Plenty of Jobs in Cuba But Few Want to Live Here

The Nel Paradiso restaurant has not been able to hold onto staff since Nicaraguan president Daniel Ortega opened the “volcano route.” (Facebook)

Around 30% of the employees of the Parque Central Hotel emigrated recently and their positions have been filled by students.

By 14ymedio

HAVANA TIMES – The European press normally pays little attention to what is happening in Cuba. In recent months, however, the continent’s media outlets have turned their focus to the enormous exodus from the island, which has left business managers unable to find workers. Data published on Thursday in an article by Agence France Presse (AFP) casts light on this catastrophic situation.

Take the case of Havana’s Nel Paradiso restaurant. Of the sixty employees it has hired since November of 2021, only ten remain. “When Nicaragua opened its doors, it was a real blow to us. In one week we went from fifty employees to thirty,” says Annie Zuñiga, the restaurant’s hiring manager. Her experience illustrates an odd paradox: Employment on the island is plentiful but no one wants to live there.

As reported in the AFP article, Zuñiga has been desperate to hold onto employees since the government of Daniel Ortega lifted visa requirements for Cubans, a measure that has unleashed an exodus the magnitude of which has never been seen before.

“We haven’t been able to create a unified, stable team. As soon as we think, ’OK, this is the team,’ one of them comes to me and says, ’This is my last week. Next week I’m leaving.’ It’s a disaster,” she says.

Norberto Vazquez, head waiter at Nel Paradiso and a sommelier instructor, sums up his own experience of having trained more than fifty people, only to see them leave the country. “Some students tell me, ’Professor, all I think about now is how I’m going to leave,’ and that makes me incredibly sad,” he says.

At Park Central, a hotel owned by the state but managed by Iberostar, 30% of employees recently emigrated and their jobs have been filled by students. Similarly, sixty employees at a travel agency headed by Stephane Ferrux, a French national, left in one year.

“When there’s nothing to buy because almost everything is in short supply, when you feel you have no future even if you have financial means, then you flee,” says Ferrux. He points out that many of these emigrants had high salaries, as much as 1,500 dollars a month, forty-five times more than the average Cuban. But it means little if you can find nothing to eat, even at hard currency stores.

If it is hard to find waiters and tourism workers, the situation is even worse for independent press outlets, as this publication knows all too well. Finding employees — people willing to risk threats, fines and prison sentences — is much more difficult than in any other profession. Many leave, however, not for these reasons but in search of a decent life.

At least a dozen journalists and colleagues at 14ymedio have gone into exile over the last nine incredible years, the most recent being Alejandro Mena Ortiz. After years walking the streets of Havana to report on daily life, including going quasi-undercover to report on the July 11 protests, he ultimately decided to join the hundreds of thousands of Cubans who, in late 2021, left the country, setting out on the “volcano route.”* He expects his family to join him in the next few days in the United States, where he currently lives.

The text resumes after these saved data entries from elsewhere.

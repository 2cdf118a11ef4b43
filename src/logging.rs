//! Logging System
//!
//! Structured logging implementation using the `tracing` crate. Provides configurable
//! log levels, output formats, and destinations. Logs default to stderr at `warn` so
//! stdout carries only the report.

use crate::error::EnvMergeError;
use serde::{Deserialize, Serialize};
use std::collections::HashMap;
use std::path::PathBuf;
use std::sync::Arc;
use tracing_subscriber::fmt::time::ChronoUtc;
use tracing_subscriber::fmt::writer::{BoxMakeWriter, MakeWriterExt};
use tracing_subscriber::{fmt, layer::SubscriberExt, util::SubscriberInitExt, EnvFilter, Registry};

/// Resolve the log file path with precedence: CLI, ENVMERGE_LOG_FILE env, config file, default.
///
/// Default uses the `ProjectDirs` state directory (data-local directory where the
/// platform has no state directory).
pub fn resolve_log_file_path(
    cli_file: Option<PathBuf>,
    config_file: Option<PathBuf>,
) -> Result<PathBuf, EnvMergeError> {
    let env_file = std::env::var_os("ENVMERGE_LOG_FILE").map(PathBuf::from);
    match pick_log_file_path(cli_file, env_file, config_file) {
        Some(path) => Ok(path),
        None => default_log_file_path(),
    }
}

/// First non-empty path in precedence order.
fn pick_log_file_path(
    cli_file: Option<PathBuf>,
    env_file: Option<PathBuf>,
    config_file: Option<PathBuf>,
) -> Option<PathBuf> {
    [cli_file, env_file, config_file]
        .into_iter()
        .flatten()
        .find(|p| !p.as_os_str().is_empty())
}

fn default_log_file_path() -> Result<PathBuf, EnvMergeError> {
    let project_dirs = directories::ProjectDirs::from("", "envmerge", "envmerge").ok_or_else(|| {
        EnvMergeError::ConfigError(
            "Could not determine platform state directory for log file".to_string(),
        )
    })?;
    let dir = project_dirs
        .state_dir()
        .unwrap_or_else(|| project_dirs.data_local_dir())
        .to_path_buf();
    Ok(dir.join("envmerge.log"))
}

/// Logging configuration
#[derive(Debug, Clone, PartialEq, Eq, Serialize, Deserialize)]
pub struct LoggingConfig {
    /// Whether logging is enabled (default: true)
    #[serde(default = "default_true")]
    pub enabled: bool,

    /// Log level: trace, debug, info, warn, error, off
    #[serde(default = "default_log_level")]
    pub level: String,

    /// Output format: json, text (default: text)
    #[serde(default = "default_format")]
    pub format: String,

    /// Output destination: stdout, stderr, file, file+stderr, both
    #[serde(default = "default_output")]
    pub output: String,

    /// Log file path when output includes file; None means use runtime default
    #[serde(default, skip_serializing_if = "Option::is_none")]
    pub file: Option<PathBuf>,

    /// Enable colored output (text format only, stdout/stderr only)
    #[serde(default = "default_true")]
    pub color: bool,

    /// Module-specific log levels
    #[serde(default)]
    pub modules: HashMap<String, String>,
}

fn default_log_level() -> String {
    "warn".to_string()
}

fn default_format() -> String {
    "text".to_string()
}

fn default_output() -> String {
    "stderr".to_string()
}

fn default_true() -> bool {
    true
}

impl Default for LoggingConfig {
    fn default() -> Self {
        Self {
            enabled: default_true(),
            level: default_log_level(),
            format: default_format(),
            output: default_output(),
            file: None,
            color: default_true(),
            modules: HashMap::new(),
        }
    }
}

/// Initialize the logging system
///
/// Priority order (highest to lowest):
/// 1. Environment variables (ENVMERGE_LOG, ENVMERGE_LOG_FORMAT, etc.)
/// 2. CLI arguments (folded into `config`, except `--log-file` passed as `cli_log_file`)
/// 3. Configuration file
/// 4. Defaults
///
/// `--log-file` is the exception: it beats `ENVMERGE_LOG_FILE`.
pub fn init_logging(
    config: Option<&LoggingConfig>,
    cli_log_file: Option<PathBuf>,
) -> Result<(), EnvMergeError> {
    let disabled = config.map(|c| !c.enabled).unwrap_or(false);
    if disabled {
        return Registry::default()
            .with(EnvFilter::new("off"))
            .try_init()
            .map_err(|e| EnvMergeError::ConfigError(format!("Failed to init logging: {}", e)));
    }

    let filter = build_env_filter(config)?;
    let format = determine_format(config)?;
    let output = determine_output(config)?;
    let use_color = config.map(|c| c.color).unwrap_or(true) && !output.file;
    let writer = build_writer(&output, cli_log_file, config.and_then(|c| c.file.clone()))?;

    let base_subscriber = Registry::default().with(filter);
    let result = if format == "json" {
        base_subscriber
            .with(
                fmt::layer()
                    .json()
                    .with_target(true)
                    .with_timer(ChronoUtc::rfc_3339())
                    .with_writer(writer),
            )
            .try_init()
    } else {
        base_subscriber
            .with(
                fmt::layer()
                    .with_target(true)
                    .with_timer(ChronoUtc::rfc_3339())
                    .with_ansi(use_color)
                    .with_writer(writer),
            )
            .try_init()
    };
    result.map_err(|e| EnvMergeError::ConfigError(format!("Failed to init logging: {}", e)))
}

fn open_log_file(
    cli_file: Option<PathBuf>,
    config_file: Option<PathBuf>,
) -> Result<std::fs::File, EnvMergeError> {
    let log_file = resolve_log_file_path(cli_file, config_file)?;
    if let Some(parent) = log_file.parent() {
        std::fs::create_dir_all(parent).map_err(|e| {
            EnvMergeError::ConfigError(format!("Failed to create log directory: {}", e))
        })?;
    }
    std::fs::OpenOptions::new()
        .create(true)
        .append(true)
        .open(&log_file)
        .map_err(|e| {
            EnvMergeError::ConfigError(format!("Failed to open log file {:?}: {}", log_file, e))
        })
}

fn build_writer(
    output: &OutputDestinations,
    cli_file: Option<PathBuf>,
    config_file: Option<PathBuf>,
) -> Result<BoxMakeWriter, EnvMergeError> {
    let writer = if output.file {
        let file = Arc::new(open_log_file(cli_file, config_file)?);
        if output.stderr {
            BoxMakeWriter::new(file.and(std::io::stderr))
        } else {
            BoxMakeWriter::new(file)
        }
    } else if output.stdout && output.stderr {
        BoxMakeWriter::new(std::io::stdout.and(std::io::stderr))
    } else if output.stdout {
        BoxMakeWriter::new(std::io::stdout)
    } else {
        BoxMakeWriter::new(std::io::stderr)
    };
    Ok(writer)
}

/// Build environment filter from config or environment variables
fn build_env_filter(config: Option<&LoggingConfig>) -> Result<EnvFilter, EnvMergeError> {
    if let Ok(filter) = EnvFilter::try_from_env("ENVMERGE_LOG") {
        return Ok(filter);
    }

    let level = config.map(|c| c.level.as_str()).unwrap_or("warn");

    if level == "off" {
        return Ok(EnvFilter::new("off"));
    }

    let mut filter = EnvFilter::new(level);

    if let Some(config) = config {
        for (module, module_level) in &config.modules {
            filter = filter.add_directive(parse_directive(module, module_level)?);
        }
    }

    if let Ok(modules_str) = std::env::var("ENVMERGE_LOG_MODULES") {
        for (module, module_level) in parse_module_levels(&modules_str) {
            filter = filter.add_directive(parse_directive(module, module_level)?);
        }
    }

    Ok(filter)
}

fn parse_directive(
    module: &str,
    level: &str,
) -> Result<tracing_subscriber::filter::Directive, EnvMergeError> {
    format!("{}={}", module, level)
        .parse()
        .map_err(|e| EnvMergeError::ConfigError(format!("Invalid log directive: {}", e)))
}

/// Split `module=level,module=level`; malformed entries are skipped.
fn parse_module_levels(modules: &str) -> Vec<(&str, &str)> {
    modules.split(',')
        .filter_map(|entry| {
            let (module, level) = entry.split_once('=')?;
            let (module, level) = (module.trim(), level.trim());
            if module.is_empty() || level.is_empty() {
                None
            } else {
                Some((module, level))
            }
        })
        .collect()
}

/// Determine output format from config or environment
fn determine_format(config: Option<&LoggingConfig>) -> Result<String, EnvMergeError> {
    if let Ok(format) = std::env::var("ENVMERGE_LOG_FORMAT") {
        if format == "json" || format == "text" {
            return Ok(format);
        }
    }

    let format = config.map(|c| c.format.as_str()).unwrap_or("text");

    if format != "json" && format != "text" {
        return Err(EnvMergeError::ConfigError(format!(
            "Invalid log format: {} (must be 'json' or 'text')",
            format
        )));
    }

    Ok(format.to_string())
}

/// Output destinations
struct OutputDestinations {
    stdout: bool,
    stderr: bool,
    file: bool,
}

/// Determine output destinations from config or environment
fn determine_output(config: Option<&LoggingConfig>) -> Result<OutputDestinations, EnvMergeError> {
    if let Ok(output) = std::env::var("ENVMERGE_LOG_OUTPUT") {
        return parse_output_destinations(&output);
    }
    let output = config.map(|c| c.output.as_str()).unwrap_or("stderr");
    parse_output_destinations(output)
}

fn parse_output_destinations(output: &str) -> Result<OutputDestinations, EnvMergeError> {
    let (stdout, stderr, file) = match output {
        "stdout" => (true, false, false),
        "stderr" => (false, true, false),
        "file" => (false, false, true),
        "file+stderr" => (false, true, true),
        "both" => (true, true, false),
        _ => {
            return Err(EnvMergeError::ConfigError(format!(
                "Invalid log output: {} (must be 'stdout', 'stderr', 'file', 'file+stderr', or 'both')",
                output
            )))
        }
    };
    Ok(OutputDestinations {
        stdout,
        stderr,
        file,
    })
}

The British news agency Reuters dispatched a team to the village of Isabela de Sagua, for decades the point of departure for many migrant boats. This week it published an article on the exodus. “People here are desperate to leave,” says Carlos Hernandez, a 49-year-old fisherman interviewed for the article.

Hernandez reports that, among local residents, whose village is only 130 miles from the Florida Keys, there is a lot of talk about a Biden administration program that allows Cuban emigrants to enter the U.S. via a sponsor. It provides a safe way out but is not an option for many of those who want to leave.

“Cubans have decided they can’t live here and they get out any way they can,” explains 59-year-old Ana Maria Mederos, who earns a living selling coffee from the doorway of her house. She herself is unable to leave because she is caring for a sick relative.

“Those who can leave under this new program will do so. But there are many others who do not have that option and are still willing to risk doing it by sea, by land, whatever it takes,” she adds.

The  problem of finding workers is not limited to the private sector. The state-owned newspaper Trabajadores reported in late 2022 that the Carlos Manuel de Cespedes electrical power plant had forty-five vacant positions due to the exodus. “We are still generating electricity but not without enormous effort,” admits the plant’s labor foreman.

According to data provided by the international press, most Cuban emigrants are between the ages nineteen and forty-nine, and are also highly educated. Universities, laboratories, medical centers… no sector is immune from migration. It is just one new element adding to the impoverishment of an Island in which the population pyramid is on the brink of collapse.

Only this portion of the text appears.